God created in those big sisters hearts large enough to kiss and cuddle and tickle Kourtny's aches away. Their commitment to her wholeness took me to my knees in gratitude before God time and time again.
I watched my husband, who had been so burdened by all the things that incredible Dad's should be thinking and praying about. (our finances... the special needs of our new daughter... will she bond with us? how will Kel and Kar be affected? ... our age... we really don't have the energy we used to, Lord knows...)
In an instant, Bill fell absolutely, positively in love all over again. From the very moment he picked her up in the airport, for a moment, the rest of the world faded away.
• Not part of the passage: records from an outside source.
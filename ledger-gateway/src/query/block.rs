use super::QueryEngine;
use crate::backend::{BlockHeaderInfo, VerboseBlock};
use crate::error::GatewayResult;
use crate::types::{BlockOverview, BlockRef};
use std::sync::Arc;

// Anything shorter than a block hash that parses as a number is a height
fn parse_height(arg: &str) -> Option<u64> {
    if arg.len() < 40 {
        arg.parse::<u64>().ok()
    } else {
        None
    }
}

impl QueryEngine {
    pub async fn resolve_block_hash(&self, block: &BlockRef) -> GatewayResult<String> {
        let height = match block {
            BlockRef::Height(height) => *height,
            BlockRef::Hash(arg) => match parse_height(arg) {
                Some(height) => height,
                None => return Ok(arg.clone()),
            },
        };

        self.failover
            .try_all("getblockhash", |backend| async move {
                backend.get_block_hash(height).await
            })
            .await
    }

    /// Verbose block. Only blocks with a successor are cached, the tip block
    /// gains `nextblockhash` later.
    pub async fn get_block(&self, block: &BlockRef) -> GatewayResult<Arc<VerboseBlock>> {
        let hash = self.resolve_block_hash(block).await?;
        if let Some(block) = self.caches.block.get(&hash) {
            return Ok(block);
        }

        let hash = hash.as_str();
        let block = self
            .failover
            .try_all("getblock", |backend| async move {
                backend.get_block(hash).await
            })
            .await?;
        let block = Arc::new(block);

        if block.next_block_hash.is_some() {
            self.caches.block.put(hash.to_string(), block.clone());
        }

        Ok(block)
    }

    pub async fn get_raw_block(&self, block: &BlockRef) -> GatewayResult<Arc<String>> {
        let hash = self.resolve_block_hash(block).await?;
        if let Some(raw) = self.caches.raw_block.get(&hash) {
            return Ok(raw);
        }

        let hash = hash.as_str();
        let raw = self
            .failover
            .try_all("getblock", |backend| async move {
                backend.get_raw_block(hash).await
            })
            .await?;
        let raw = Arc::new(raw);
        self.caches.raw_block.put(hash.to_string(), raw.clone());

        Ok(raw)
    }

    pub async fn get_block_header(&self, block: &BlockRef) -> GatewayResult<Arc<BlockHeaderInfo>> {
        let hash = self.resolve_block_hash(block).await?;
        if let Some(header) = self.caches.block_header.get(&hash) {
            return Ok(header);
        }

        let hash = hash.as_str();
        let header = self
            .failover
            .try_all("getblockheader", |backend| async move {
                backend.get_block_header(hash).await
            })
            .await?;
        let header = Arc::new(header);

        if header.next_block_hash.is_some() {
            self.caches
                .block_header
                .put(hash.to_string(), header.clone());
        }

        Ok(header)
    }

    /// Header fields plus txids. Confirmations change with every block, so
    /// overviews live in a tip scoped cache.
    pub async fn get_block_overview(&self, block: &BlockRef) -> GatewayResult<Arc<BlockOverview>> {
        let hash = self.resolve_block_hash(block).await?;
        if let Some(overview) = self.caches.block_overview.get(&hash) {
            return Ok(overview);
        }

        let block = self.get_block(&BlockRef::Hash(hash.clone())).await?;
        let overview = Arc::new(BlockOverview {
            hash: block.hash.clone(),
            version: block.version,
            confirmations: block.confirmations,
            height: block.height,
            chain_work: block.chain_work.clone(),
            prev_hash: block.previous_block_hash.clone(),
            next_hash: block.next_block_hash.clone(),
            merkle_root: block.merkle_root.clone(),
            time: block.time,
            median_time: block.median_time,
            nonce: block.nonce,
            bits: block.bits.clone(),
            difficulty: block.difficulty,
            txids: block.tx.clone(),
        });
        self.caches.block_overview.put(hash, overview.clone());

        Ok(overview)
    }

    pub async fn get_best_block_hash(&self) -> GatewayResult<String> {
        self.failover
            .call_once("getbestblockhash", |backend| async move {
                backend.get_best_block_hash().await
            })
            .await
    }

    /// Mines `count` blocks on regtest style backends.
    pub async fn generate_block(&self, count: u32) -> GatewayResult<Vec<String>> {
        self.failover
            .call_once("generate", |backend| async move {
                backend.generate(count).await
            })
            .await
    }
}
#[macro_use]
extern crate log;

use clap::Parser;
use gateway_util::LogConfig;
use ledger_gateway::config::GatewayConfig;
use ledger_gateway::{LedgerGateway, LedgerGatewayRpcServer};
use std::sync::Arc;

#[derive(Parser, Debug)]
#[command(name = "ledger-gateway")]
#[command(version = "0.1.0")]
#[command(about = "Caching query gateway in front of ledger nodes", long_about = None)]
struct LedgerGatewayCli {
    /// Run the service in daemon mode
    #[arg(short, long)]
    daemon: bool,
}

#[tokio::main]
async fn main_run() {
    let _lock = match gateway_util::init_process_lock(gateway_util::LEDGER_GATEWAY_SERVICE_NAME) {
        Ok(lock) => lock,
        Err(e) => {
            println!("Failed to acquire process lock: {}", e);
            std::process::exit(1);
        }
    };

    // Init file logging
    let config = LogConfig::new(gateway_util::LEDGER_GATEWAY_SERVICE_NAME).enable_console(false);
    let _logger = match gateway_util::init_log(config) {
        Ok(handle) => handle,
        Err(e) => {
            println!("Failed to init logging: {}", e);
            std::process::exit(1);
        }
    };

    let root_dir = gateway_util::get_service_dir(gateway_util::LEDGER_GATEWAY_SERVICE_NAME);
    info!("Using service directory: {}", root_dir.display());
    println!("Using service directory: {}", root_dir.display());

    // Load configuration
    let config = match GatewayConfig::load(&root_dir) {
        Ok(cfg) => cfg,
        Err(e) => {
            error!("Failed to load config: {}", e);
            println!("Failed to load config: {}", e);
            std::process::exit(1);
        }
    };
    let config = Arc::new(config);

    let gateway = match LedgerGateway::new(config.clone()) {
        Ok(gateway) => Arc::new(gateway),
        Err(e) => {
            error!("Failed to create gateway: {}", e);
            println!("Failed to create gateway: {}", e);
            std::process::exit(1);
        }
    };
    println!(
        "Gateway created with {} backend endpoint(s)",
        config.endpoints.len()
    );
    gateway.start().await;

    let (shutdown_tx, mut shutdown_rx) = tokio::sync::watch::channel(());

    let feed_task = {
        let gateway = gateway.clone();
        let shutdown_rx = shutdown_rx.clone();
        tokio::spawn(async move { gateway.run(shutdown_rx).await })
    };

    // Start the RPC server
    let rpc_server = match LedgerGatewayRpcServer::start(gateway.clone(), shutdown_tx.clone()) {
        Ok(server) => server,
        Err(e) => {
            error!("Failed to start RPC server: {}", e);
            println!("Failed to start RPC server: {}", e);
            std::process::exit(1);
        }
    };
    println!(
        "RPC server started at http://127.0.0.1:{}",
        config.rpc_server.port
    );

    use tokio::signal;
    let sigint = signal::ctrl_c();

    #[cfg(unix)]
    let sigterm = async {
        match signal::unix::signal(signal::unix::SignalKind::terminate()) {
            Ok(mut stream) => {
                stream.recv().await;
            }
            Err(e) => {
                error!("Failed to create SIGTERM signal handler: {}", e);
                std::future::pending::<()>().await;
            }
        }
    };

    // On non-Unix systems, we only rely on Ctrl+C
    #[cfg(not(unix))]
    let sigterm = std::future::pending::<()>();

    tokio::select! {
        _ = sigint => {
            info!("Received Ctrl+C, shutting down...");
            println!("Shutting down...");
        }
        _ = sigterm => {
            info!("Received SIGTERM, shutting down...");
            println!("Shutting down...");
        }
        _ = shutdown_rx.changed() => {
            info!("Shutdown signal received from RPC, shutting down...");
            tokio::time::sleep(std::time::Duration::from_millis(500)).await;
        }
    }

    // Cleanup on shutdown
    let _ = shutdown_tx.send(());
    match feed_task.await {
        Ok(Ok(())) => {}
        Ok(Err(e)) => error!("Gateway feed exited with error: {}", e),
        Err(e) => error!("Gateway feed task failed: {}", e),
    }

    rpc_server.close().await;

    println!("Shutdown complete.");

    // Sleep a moment to ensure all logs are flushed
    tokio::time::sleep(std::time::Duration::from_millis(1000)).await;
}

fn main() {
    let cli = LedgerGatewayCli::parse();

    // Fork before the runtime starts any threads
    if cli.daemon {
        if let Err(e) =
            ledger_gateway::tool::daemonize_process(gateway_util::LEDGER_GATEWAY_SERVICE_NAME)
        {
            println!("{}", e);
            std::process::exit(1);
        }
    }

    main_run();
    println!("Ledger gateway service exited.");
}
There was nothing but the embrace between them. She had a Daddy. And that changes everything, you know.
Adoption has caused everything I have ever read in the Word of God to magnificently crash in on me.
It is the picture of God's love for each of us.
Embraced. Loved. Chosen. Cherished.
What has been is lost in what will be.
And what will be, because of Christ, is a life lived in indomitable hope.
Today our family is committed to the cause of orphans. God has whispered in our hearts a burden for the children of Guatemala. At this time, adoptions are not being processed there and it is unclear if and when they will reopen. We are praying that someday soon a miracle will happen, and once again children from Guatemala can be joined to forever families.
And then we will have six chairs at the table.
Because there's always room for one more.